- [LISTED RECORDS]:
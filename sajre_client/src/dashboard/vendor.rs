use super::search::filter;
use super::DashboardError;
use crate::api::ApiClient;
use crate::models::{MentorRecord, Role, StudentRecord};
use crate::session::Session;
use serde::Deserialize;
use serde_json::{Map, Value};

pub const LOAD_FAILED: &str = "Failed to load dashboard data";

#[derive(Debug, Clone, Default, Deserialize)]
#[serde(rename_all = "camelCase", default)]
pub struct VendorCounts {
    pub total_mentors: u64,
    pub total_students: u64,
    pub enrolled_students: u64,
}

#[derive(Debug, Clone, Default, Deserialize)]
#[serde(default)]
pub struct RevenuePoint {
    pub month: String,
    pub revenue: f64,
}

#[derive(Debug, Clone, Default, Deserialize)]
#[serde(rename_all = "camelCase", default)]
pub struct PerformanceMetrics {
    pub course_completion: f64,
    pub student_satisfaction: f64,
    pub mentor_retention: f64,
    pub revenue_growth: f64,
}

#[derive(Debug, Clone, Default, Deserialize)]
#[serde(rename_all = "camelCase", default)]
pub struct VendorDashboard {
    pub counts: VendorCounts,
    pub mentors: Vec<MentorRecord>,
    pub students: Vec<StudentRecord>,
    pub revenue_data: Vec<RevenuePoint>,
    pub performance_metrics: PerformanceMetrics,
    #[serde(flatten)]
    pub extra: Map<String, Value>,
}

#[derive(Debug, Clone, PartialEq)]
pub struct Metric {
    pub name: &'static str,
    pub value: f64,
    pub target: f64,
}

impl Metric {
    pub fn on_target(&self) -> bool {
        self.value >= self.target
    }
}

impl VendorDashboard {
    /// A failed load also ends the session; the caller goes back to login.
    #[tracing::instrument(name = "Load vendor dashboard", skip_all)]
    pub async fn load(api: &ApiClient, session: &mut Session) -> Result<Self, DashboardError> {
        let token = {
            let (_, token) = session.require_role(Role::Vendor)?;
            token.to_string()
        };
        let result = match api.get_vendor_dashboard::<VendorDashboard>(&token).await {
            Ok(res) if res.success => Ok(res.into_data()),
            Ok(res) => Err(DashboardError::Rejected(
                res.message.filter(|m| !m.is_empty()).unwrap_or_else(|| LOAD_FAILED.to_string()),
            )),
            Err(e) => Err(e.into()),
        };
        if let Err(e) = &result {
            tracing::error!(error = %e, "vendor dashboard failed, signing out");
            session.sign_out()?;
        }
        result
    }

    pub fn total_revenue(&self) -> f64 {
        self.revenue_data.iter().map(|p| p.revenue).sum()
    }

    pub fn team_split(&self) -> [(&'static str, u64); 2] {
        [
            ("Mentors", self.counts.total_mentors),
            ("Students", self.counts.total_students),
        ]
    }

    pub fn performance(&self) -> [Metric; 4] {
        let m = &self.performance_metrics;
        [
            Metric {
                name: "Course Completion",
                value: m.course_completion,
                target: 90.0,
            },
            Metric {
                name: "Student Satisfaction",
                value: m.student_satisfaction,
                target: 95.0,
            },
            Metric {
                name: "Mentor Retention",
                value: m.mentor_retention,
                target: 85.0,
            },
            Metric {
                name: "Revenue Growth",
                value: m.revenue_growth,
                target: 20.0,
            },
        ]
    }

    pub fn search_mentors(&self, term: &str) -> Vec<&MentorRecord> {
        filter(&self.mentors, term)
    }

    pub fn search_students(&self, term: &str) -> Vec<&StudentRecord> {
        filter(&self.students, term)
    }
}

---

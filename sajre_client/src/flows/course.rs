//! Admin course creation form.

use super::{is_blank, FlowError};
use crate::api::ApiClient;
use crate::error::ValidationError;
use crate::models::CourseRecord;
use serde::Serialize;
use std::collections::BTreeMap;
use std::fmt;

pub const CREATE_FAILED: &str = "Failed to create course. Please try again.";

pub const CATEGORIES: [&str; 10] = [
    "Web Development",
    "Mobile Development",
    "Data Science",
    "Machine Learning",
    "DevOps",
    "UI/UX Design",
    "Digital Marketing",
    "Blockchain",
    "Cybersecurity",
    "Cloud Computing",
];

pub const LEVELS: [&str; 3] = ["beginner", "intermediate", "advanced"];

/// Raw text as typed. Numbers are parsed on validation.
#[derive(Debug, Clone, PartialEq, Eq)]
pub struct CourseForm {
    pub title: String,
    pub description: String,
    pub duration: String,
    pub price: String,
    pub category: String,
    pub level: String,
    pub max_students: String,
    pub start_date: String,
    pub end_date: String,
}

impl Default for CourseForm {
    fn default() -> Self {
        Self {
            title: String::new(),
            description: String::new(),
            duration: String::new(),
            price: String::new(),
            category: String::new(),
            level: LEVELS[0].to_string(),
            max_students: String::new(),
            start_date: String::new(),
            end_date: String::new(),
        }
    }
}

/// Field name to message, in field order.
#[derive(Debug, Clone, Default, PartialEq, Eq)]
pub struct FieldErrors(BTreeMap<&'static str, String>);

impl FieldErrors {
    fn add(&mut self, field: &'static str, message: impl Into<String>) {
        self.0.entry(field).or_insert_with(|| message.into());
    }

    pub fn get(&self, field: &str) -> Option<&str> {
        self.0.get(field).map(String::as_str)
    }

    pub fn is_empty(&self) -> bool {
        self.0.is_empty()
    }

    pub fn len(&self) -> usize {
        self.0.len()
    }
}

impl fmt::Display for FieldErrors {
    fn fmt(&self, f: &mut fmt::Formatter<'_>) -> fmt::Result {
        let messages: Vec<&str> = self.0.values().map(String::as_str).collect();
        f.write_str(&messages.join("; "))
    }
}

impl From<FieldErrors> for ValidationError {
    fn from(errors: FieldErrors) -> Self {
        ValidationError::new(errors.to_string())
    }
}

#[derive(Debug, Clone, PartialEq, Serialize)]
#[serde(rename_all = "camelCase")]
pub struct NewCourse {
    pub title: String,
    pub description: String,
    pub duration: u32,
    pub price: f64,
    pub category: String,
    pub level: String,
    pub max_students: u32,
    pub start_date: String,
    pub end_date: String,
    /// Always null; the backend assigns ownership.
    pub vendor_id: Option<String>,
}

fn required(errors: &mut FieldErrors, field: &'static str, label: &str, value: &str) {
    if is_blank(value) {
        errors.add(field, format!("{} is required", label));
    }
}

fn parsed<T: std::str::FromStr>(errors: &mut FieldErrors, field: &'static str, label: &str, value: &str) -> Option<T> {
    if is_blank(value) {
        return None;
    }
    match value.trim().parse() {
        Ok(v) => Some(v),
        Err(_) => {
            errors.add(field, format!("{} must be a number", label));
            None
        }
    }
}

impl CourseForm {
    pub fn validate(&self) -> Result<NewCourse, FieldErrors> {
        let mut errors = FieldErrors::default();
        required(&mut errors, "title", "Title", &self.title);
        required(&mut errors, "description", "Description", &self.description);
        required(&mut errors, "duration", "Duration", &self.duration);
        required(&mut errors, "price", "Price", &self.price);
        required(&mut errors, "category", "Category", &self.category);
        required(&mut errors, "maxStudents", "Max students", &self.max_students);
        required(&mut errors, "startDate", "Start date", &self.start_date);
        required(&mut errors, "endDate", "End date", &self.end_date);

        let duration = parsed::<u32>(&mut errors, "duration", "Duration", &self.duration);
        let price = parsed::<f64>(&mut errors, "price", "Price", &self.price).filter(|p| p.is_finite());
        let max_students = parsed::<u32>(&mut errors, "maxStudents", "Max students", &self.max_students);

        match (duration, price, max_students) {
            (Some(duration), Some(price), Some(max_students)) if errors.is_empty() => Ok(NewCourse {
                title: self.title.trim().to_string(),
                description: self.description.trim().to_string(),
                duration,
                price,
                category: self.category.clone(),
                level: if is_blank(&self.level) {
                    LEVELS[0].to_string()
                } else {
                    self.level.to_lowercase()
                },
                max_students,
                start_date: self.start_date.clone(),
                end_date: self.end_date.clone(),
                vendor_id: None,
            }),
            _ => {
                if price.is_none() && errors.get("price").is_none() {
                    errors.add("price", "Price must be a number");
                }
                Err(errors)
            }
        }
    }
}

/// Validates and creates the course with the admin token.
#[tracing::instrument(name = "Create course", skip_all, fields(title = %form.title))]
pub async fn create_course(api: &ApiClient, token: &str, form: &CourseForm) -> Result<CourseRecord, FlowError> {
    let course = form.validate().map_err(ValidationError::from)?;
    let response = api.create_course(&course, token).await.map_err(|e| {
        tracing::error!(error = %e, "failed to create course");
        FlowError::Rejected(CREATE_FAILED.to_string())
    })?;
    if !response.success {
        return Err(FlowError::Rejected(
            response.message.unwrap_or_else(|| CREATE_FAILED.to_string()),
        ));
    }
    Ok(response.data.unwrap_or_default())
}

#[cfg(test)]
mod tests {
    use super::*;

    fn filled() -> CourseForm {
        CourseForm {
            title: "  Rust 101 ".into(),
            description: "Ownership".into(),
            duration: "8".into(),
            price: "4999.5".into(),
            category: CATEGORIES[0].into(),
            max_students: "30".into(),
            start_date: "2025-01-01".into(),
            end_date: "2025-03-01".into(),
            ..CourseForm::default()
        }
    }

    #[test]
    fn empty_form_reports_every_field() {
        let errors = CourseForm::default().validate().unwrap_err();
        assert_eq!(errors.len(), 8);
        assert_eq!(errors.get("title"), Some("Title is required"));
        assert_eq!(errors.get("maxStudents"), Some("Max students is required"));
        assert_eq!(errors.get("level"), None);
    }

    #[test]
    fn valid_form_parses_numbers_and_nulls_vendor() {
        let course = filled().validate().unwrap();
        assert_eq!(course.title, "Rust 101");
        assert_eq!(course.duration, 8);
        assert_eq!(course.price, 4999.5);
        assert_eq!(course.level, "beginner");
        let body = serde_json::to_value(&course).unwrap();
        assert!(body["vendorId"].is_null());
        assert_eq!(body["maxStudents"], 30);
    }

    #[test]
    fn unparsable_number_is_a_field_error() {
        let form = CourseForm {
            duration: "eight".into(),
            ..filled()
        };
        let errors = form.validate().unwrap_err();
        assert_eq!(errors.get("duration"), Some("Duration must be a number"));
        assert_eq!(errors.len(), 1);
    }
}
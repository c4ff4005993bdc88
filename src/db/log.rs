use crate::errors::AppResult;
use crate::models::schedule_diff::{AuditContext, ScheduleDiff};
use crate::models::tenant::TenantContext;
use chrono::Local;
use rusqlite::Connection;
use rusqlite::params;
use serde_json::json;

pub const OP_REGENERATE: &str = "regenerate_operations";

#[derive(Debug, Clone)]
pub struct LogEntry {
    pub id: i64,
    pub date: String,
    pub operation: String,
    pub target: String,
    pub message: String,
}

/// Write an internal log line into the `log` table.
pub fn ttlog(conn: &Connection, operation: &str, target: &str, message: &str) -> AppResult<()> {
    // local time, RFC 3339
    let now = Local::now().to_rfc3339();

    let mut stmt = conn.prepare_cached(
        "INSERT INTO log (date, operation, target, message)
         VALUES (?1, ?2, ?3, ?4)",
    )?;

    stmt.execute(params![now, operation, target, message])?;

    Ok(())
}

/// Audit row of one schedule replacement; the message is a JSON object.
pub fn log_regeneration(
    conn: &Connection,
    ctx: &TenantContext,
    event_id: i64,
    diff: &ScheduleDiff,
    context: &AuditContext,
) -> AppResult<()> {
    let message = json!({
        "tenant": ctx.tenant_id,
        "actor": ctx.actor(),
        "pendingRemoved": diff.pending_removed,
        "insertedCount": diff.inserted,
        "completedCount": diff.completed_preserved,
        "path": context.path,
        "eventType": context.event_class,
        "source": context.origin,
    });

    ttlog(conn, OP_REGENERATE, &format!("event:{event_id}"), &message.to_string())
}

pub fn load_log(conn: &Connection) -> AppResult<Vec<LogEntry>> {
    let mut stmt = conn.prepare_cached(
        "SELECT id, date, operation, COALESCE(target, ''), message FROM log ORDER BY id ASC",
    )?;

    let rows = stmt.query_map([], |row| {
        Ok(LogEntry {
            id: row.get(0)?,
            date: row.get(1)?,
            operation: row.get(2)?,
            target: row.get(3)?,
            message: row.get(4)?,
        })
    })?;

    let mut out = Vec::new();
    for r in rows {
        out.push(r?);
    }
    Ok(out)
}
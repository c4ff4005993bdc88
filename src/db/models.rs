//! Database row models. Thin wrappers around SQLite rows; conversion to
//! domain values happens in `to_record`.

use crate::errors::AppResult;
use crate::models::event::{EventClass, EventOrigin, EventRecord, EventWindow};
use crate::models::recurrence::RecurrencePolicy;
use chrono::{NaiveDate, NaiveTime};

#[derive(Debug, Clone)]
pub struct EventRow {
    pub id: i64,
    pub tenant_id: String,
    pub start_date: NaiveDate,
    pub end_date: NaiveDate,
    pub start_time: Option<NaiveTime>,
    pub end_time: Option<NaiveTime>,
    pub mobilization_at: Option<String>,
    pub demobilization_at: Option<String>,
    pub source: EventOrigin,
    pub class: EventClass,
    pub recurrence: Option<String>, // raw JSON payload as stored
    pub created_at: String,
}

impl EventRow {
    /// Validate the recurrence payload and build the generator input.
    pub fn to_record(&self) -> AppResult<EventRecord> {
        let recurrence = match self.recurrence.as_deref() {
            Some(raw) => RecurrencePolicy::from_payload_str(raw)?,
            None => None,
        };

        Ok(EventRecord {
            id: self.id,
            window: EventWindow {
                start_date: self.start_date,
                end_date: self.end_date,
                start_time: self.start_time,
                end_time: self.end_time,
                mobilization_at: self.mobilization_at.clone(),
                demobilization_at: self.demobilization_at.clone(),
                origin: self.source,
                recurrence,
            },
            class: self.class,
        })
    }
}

...

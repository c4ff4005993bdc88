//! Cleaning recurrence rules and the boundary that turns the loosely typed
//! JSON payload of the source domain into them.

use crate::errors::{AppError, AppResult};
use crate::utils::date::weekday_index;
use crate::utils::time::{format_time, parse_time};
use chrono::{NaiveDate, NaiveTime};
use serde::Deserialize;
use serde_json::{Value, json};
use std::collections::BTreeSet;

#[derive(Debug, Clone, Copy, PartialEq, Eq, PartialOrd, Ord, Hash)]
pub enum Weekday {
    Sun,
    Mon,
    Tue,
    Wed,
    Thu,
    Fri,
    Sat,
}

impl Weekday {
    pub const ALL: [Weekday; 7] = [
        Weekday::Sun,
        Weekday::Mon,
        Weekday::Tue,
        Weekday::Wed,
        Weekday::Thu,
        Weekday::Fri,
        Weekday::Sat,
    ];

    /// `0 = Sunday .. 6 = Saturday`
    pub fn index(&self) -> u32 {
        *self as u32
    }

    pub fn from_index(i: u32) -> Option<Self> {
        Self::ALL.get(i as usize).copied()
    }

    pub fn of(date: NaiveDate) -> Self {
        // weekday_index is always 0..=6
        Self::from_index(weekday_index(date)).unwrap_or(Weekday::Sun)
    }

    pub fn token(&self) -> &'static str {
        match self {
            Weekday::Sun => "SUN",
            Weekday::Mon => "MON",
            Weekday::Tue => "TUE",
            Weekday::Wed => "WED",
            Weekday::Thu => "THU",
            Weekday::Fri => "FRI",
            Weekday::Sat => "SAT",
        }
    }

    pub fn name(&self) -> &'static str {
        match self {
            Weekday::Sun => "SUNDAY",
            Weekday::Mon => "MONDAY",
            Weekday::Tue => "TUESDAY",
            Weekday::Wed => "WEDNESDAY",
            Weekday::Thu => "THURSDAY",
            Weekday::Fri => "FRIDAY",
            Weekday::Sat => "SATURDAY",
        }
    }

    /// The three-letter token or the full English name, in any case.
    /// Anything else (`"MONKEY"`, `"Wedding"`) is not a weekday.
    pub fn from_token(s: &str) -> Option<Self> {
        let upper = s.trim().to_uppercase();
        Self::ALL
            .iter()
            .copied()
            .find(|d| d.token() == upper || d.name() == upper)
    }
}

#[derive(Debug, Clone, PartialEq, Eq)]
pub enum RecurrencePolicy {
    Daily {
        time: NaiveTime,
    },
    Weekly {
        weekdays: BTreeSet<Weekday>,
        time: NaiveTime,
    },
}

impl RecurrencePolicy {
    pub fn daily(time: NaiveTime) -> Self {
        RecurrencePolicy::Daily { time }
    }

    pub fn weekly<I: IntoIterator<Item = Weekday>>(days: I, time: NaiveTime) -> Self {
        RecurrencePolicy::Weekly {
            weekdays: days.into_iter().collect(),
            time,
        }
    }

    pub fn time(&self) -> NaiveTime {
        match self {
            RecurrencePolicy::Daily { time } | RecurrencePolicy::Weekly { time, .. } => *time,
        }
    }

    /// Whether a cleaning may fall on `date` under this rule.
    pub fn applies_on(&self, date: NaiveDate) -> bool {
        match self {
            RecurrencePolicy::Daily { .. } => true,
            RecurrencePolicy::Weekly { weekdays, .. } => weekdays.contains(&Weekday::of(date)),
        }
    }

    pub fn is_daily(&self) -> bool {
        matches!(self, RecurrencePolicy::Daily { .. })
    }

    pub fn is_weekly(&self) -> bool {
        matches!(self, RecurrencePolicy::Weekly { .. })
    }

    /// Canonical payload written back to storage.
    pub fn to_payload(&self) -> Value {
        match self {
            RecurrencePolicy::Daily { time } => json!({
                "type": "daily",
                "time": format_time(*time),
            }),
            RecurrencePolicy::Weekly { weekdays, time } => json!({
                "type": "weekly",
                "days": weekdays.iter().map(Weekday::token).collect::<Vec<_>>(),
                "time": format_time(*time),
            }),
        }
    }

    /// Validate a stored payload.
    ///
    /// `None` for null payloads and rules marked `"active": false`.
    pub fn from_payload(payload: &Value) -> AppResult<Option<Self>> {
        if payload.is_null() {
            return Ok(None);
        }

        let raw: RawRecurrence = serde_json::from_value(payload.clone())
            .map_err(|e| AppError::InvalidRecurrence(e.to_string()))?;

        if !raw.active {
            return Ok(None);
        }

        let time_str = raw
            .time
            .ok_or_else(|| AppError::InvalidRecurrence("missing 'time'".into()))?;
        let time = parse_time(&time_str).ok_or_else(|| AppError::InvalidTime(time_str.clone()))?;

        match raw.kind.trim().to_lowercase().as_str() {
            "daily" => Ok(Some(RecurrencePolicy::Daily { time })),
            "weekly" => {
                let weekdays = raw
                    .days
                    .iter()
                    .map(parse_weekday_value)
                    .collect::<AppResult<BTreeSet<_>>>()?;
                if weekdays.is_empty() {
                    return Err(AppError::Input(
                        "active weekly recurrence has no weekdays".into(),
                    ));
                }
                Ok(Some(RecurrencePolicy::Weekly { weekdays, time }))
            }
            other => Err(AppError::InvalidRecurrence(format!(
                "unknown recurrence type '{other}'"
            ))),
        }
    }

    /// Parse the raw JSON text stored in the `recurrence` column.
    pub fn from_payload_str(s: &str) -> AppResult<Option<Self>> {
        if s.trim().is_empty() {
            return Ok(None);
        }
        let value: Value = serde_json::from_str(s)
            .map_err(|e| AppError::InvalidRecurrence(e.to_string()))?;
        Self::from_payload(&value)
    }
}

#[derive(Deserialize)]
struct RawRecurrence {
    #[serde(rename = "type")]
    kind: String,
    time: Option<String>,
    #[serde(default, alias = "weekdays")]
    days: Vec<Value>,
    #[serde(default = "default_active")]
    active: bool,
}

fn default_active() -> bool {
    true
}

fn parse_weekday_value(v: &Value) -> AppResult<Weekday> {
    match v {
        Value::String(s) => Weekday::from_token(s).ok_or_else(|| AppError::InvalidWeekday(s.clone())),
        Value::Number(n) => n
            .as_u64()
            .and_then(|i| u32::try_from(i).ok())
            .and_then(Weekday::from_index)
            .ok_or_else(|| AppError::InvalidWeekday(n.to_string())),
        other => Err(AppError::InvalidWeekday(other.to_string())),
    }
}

- [YOUR OBJECTIVE]:
Across the records above, count the lines holding "await" and write down only that count.

- [TASK ANSWER]:
2